Records:
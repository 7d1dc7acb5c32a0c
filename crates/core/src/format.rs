//! Persian (fa-IR) display formatting for Toman amounts, quantities and
//! percentages.
//!
//! The engine itself never rounds; everything here is presentation only.
//! Digits are Eastern Arabic (۰..۹), thousands group with U+066C (٬) and
//! decimals separate with U+066B (٫).

const THOUSANDS_SEP: char = '\u{066C}';
const DECIMAL_SEP: char = '\u{066B}';
const PERCENT_SIGN: char = '\u{066A}';

/// Map ASCII digits to Persian digits, leaving everything else untouched.
#[must_use]
pub fn to_persian_digits(s: &str) -> String {
    s.chars()
        .map(|c| match c {
            '0'..='9' => {
                let offset = c as u32 - '0' as u32;
                // U+06F0 is ۰
                char::from_u32(0x06F0 + offset).unwrap_or(c)
            }
            _ => c,
        })
        .collect()
}

/// Format a Toman amount: rounded to a whole number, grouped in threes,
/// Persian digits. Rounds halves toward positive infinity.
#[must_use]
pub fn format_toman(value: f64) -> String {
    let rounded = (value + 0.5).floor();
    let negative = rounded < 0.0;
    let digits = format!("{:.0}", rounded.abs());
    let grouped = group_thousands(&digits, THOUSANDS_SEP);
    let persian = to_persian_digits(&grouped);
    if negative {
        format!("-{persian}")
    } else {
        persian
    }
}

/// Format an asset quantity: up to 2 decimals, or up to 4 for small
/// fractional amounts (0 < value < 1), trailing zeros trimmed.
#[must_use]
pub fn format_quantity(value: f64) -> String {
    format_quantity_with(value, 2)
}

/// Like [`format_quantity`] with a caller-chosen decimal cap (gold grams
/// display with 4). Small fractional amounts still widen to at least 4.
#[must_use]
pub fn format_quantity_with(value: f64, max_decimals: usize) -> String {
    let decimals = if value > 0.0 && value < 1.0 {
        max_decimals.max(4)
    } else {
        max_decimals
    };
    let fixed = format!("{:.*}", decimals, value.abs());
    let (int_part, frac_part) = match fixed.split_once('.') {
        Some((i, f)) => (i, f.trim_end_matches('0')),
        None => (fixed.as_str(), ""),
    };

    let mut out = group_thousands(int_part, THOUSANDS_SEP);
    if !frac_part.is_empty() {
        out.push(DECIMAL_SEP);
        out.push_str(frac_part);
    }
    let persian = to_persian_digits(&out);
    if value < 0.0 {
        format!("-{persian}")
    } else {
        persian
    }
}

/// Format a percentage with exactly 2 decimals, an explicit `+` for
/// gains and a Persian percent sign.
#[must_use]
pub fn format_percent(value: f64) -> String {
    let sign = if value > 0.0 { "+" } else { "" };
    let fixed = format!("{:.2}", value.abs());
    let (int_part, frac_part) = fixed.split_once('.').unwrap_or((fixed.as_str(), "00"));
    let mut out = group_thousands(int_part, THOUSANDS_SEP);
    out.push(DECIMAL_SEP);
    out.push_str(frac_part);
    let persian = to_persian_digits(&out);
    if value < 0.0 {
        format!("{sign}-{persian}{PERCENT_SIGN}")
    } else {
        format!("{sign}{persian}{PERCENT_SIGN}")
    }
}

/// Re-group a raw amount string with ASCII commas as the user types.
/// Returns an empty string for input that is not a number.
#[must_use]
pub fn format_currency_input(val: &str) -> String {
    if val.is_empty() {
        return String::new();
    }
    let clean: String = val.chars().filter(|c| *c != ',').collect();
    if clean.parse::<f64>().is_err() {
        return String::new();
    }
    let (int_part, frac_part) = match clean.split_once('.') {
        Some((i, f)) => (i, Some(f)),
        None => (clean.as_str(), None),
    };
    let (sign, digits) = match int_part.strip_prefix('-') {
        Some(rest) => ("-", rest),
        None => ("", int_part),
    };
    let mut out = format!("{sign}{}", group_thousands(digits, ','));
    if let Some(frac) = frac_part {
        out.push('.');
        out.push_str(frac);
    }
    out
}

/// Parse a comma-grouped amount string back to a number.
/// Empty or unparseable input comes back as 0.
#[must_use]
pub fn parse_currency_input(val: &str) -> f64 {
    if val.is_empty() {
        return 0.0;
    }
    let clean: String = val.chars().filter(|c| *c != ',').collect();
    clean.parse().unwrap_or(0.0)
}

/// Insert `sep` every three digits, counting from the right.
fn group_thousands(digits: &str, sep: char) -> String {
    let chars: Vec<char> = digits.chars().collect();
    let mut out = String::with_capacity(chars.len() + chars.len() / 3);
    for (i, c) in chars.iter().enumerate() {
        if i > 0 && (chars.len() - i) % 3 == 0 {
            out.push(sep);
        }
        out.push(*c);
    }
    out
}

What to do:
All of the entries above need to be retyped exactly.

Output for this exercise:
repository 7d1dc7acb5c32a0c
filename crates/core/src/format.rs
//! Persian (fa-IR) display formatting for Toman amounts, quantities and
//! percentages.
//!
//! The engine itself never rounds; everything here is presentation only.
//! Digits are Eastern Arabic (۰..۹), thousands group with U+066C (٬) and
//! decimals separate with U+066B (٫).

const THOUSANDS_SEP: char = '\u{066C}';
const DECIMAL_SEP: char = '\u{066B}';
const PERCENT_SIGN: char = '\u{066A}';

/// Map ASCII digits to Persian digits, leaving everything else untouched.
#[must_use]
pub fn to_persian_digits(s: &str) -> String {
    s.chars()
        .map(|c| match c {
            '0'..='9' => {
                let offset = c as u32 - '0' as u32;
                // U+06F0 is ۰
                char::from_u32(0x06F0 + offset).unwrap_or(c)
            }
            _ => c,
        })
        .collect()
}

/// Format a Toman amount: rounded to a whole number, grouped in threes,
/// Persian digits. Rounds halves toward positive infinity.
#[must_use]
pub fn format_toman(value: f64) -> String {
    let rounded = (value + 0.5).floor();
    let negative = rounded < 0.0;
    let digits = format!("{:.0}", rounded.abs());
    let grouped = group_thousands(&digits, THOUSANDS_SEP);
    let persian = to_persian_digits(&grouped);
    if negative {
        format!("-{persian}")
    } else {
        persian
    }
}

/// Format an asset quantity: up to 2 decimals, or up to 4 for small
/// fractional amounts (0 < value < 1), trailing zeros trimmed.
#[must_use]
pub fn format_quantity(value: f64) -> String {
    format_quantity_with(value, 2)
}

/// Like [`format_quantity`] with a caller-chosen decimal cap (gold grams
/// display with 4). Small fractional amounts still widen to at least 4.
#[must_use]
pub fn format_quantity_with(value: f64, max_decimals: usize) -> String {
    let decimals = if value > 0.0 && value < 1.0 {
        max_decimals.max(4)
    } else {
        max_decimals
    };
    let fixed = format!("{:.*}", decimals, value.abs());
    let (int_part, frac_part) = match fixed.split_once('.') {
        Some((i, f)) => (i, f.trim_end_matches('0')),
        None => (fixed.as_str(), ""),
    };

    let mut out = group_thousands(int_part, THOUSANDS_SEP);
    if !frac_part.is_empty() {
        out.push(DECIMAL_SEP);
        out.push_str(frac_part);
    }
    let persian = to_persian_digits(&out);
    if value < 0.0 {
        format!("-{persian}")
    } else {
        persian
    }
}

/// Format a percentage with exactly 2 decimals, an explicit `+` for
/// gains and a Persian percent sign.
#[must_use]
pub fn format_percent(value: f64) -> String {
    let sign = if value > 0.0 { "+" } else { "" };
    let fixed = format!("{:.2}", value.abs());
    let (int_part, frac_part) = fixed.split_once('.').unwrap_or((fixed.as_str(), "00"));
    let mut out = group_thousands(int_part, THOUSANDS_SEP);
    out.push(DECIMAL_SEP);
    out.push_str(frac_part);
    let persian = to_persian_digits(&out);
    if value < 0.0 {
        format!("{sign}-{persian}{PERCENT_SIGN}")
    } else {
        format!("{sign}{persian}{PERCENT_SIGN}")
    }
}

/// Re-group a raw amount string with ASCII commas as the user types.
/// Returns an empty string for input that is not a number.
#[must_use]
pub fn format_currency_input(val: &str) -> String {
    if val.is_empty() {
        return String::new();
    }
    let clean: String = val.chars().filter(|c| *c != ',').collect();
    if clean.parse::<f64>().is_err() {
        return String::new();
    }
    let (int_part, frac_part) = match clean.split_once('.') {
        Some((i, f)) => (i, Some(f)),
        None => (clean.as_str(), None),
    };
    let (sign, digits) = match int_part.strip_prefix('-') {
        Some(rest) => ("-", rest),
        None => ("", int_part),
    };
    let mut out = format!("{sign}{}", group_thousands(digits, ','));
    if let Some(frac) = frac_part {
        out.push('.');
        out.push_str(frac);
    }
    out
}

/// Parse a comma-grouped amount string back to a number.
/// Empty or unparseable input comes back as 0.
#[must_use]
pub fn parse_currency_input(val: &str) -> f64 {
    if val.is_empty() {
        return 0.0;
    }
    let clean: String = val.chars().filter(|c| *c != ',').collect();
    clean.parse().unwrap_or(0.0)
}

/// Insert `sep` every three digits, counting from the right.
fn group_thousands(digits: &str, sep: char) -> String {
    let chars: Vec<char> = digits.chars().collect();
    let mut out = String::with_capacity(chars.len() + chars.len() / 3);
    for (i, c) in chars.iter().enumerate() {
        if i > 0 && (chars.len() - i) % 3 == 0 {
            out.push(sep);
        }
        out.push(*c);
    }
    out
}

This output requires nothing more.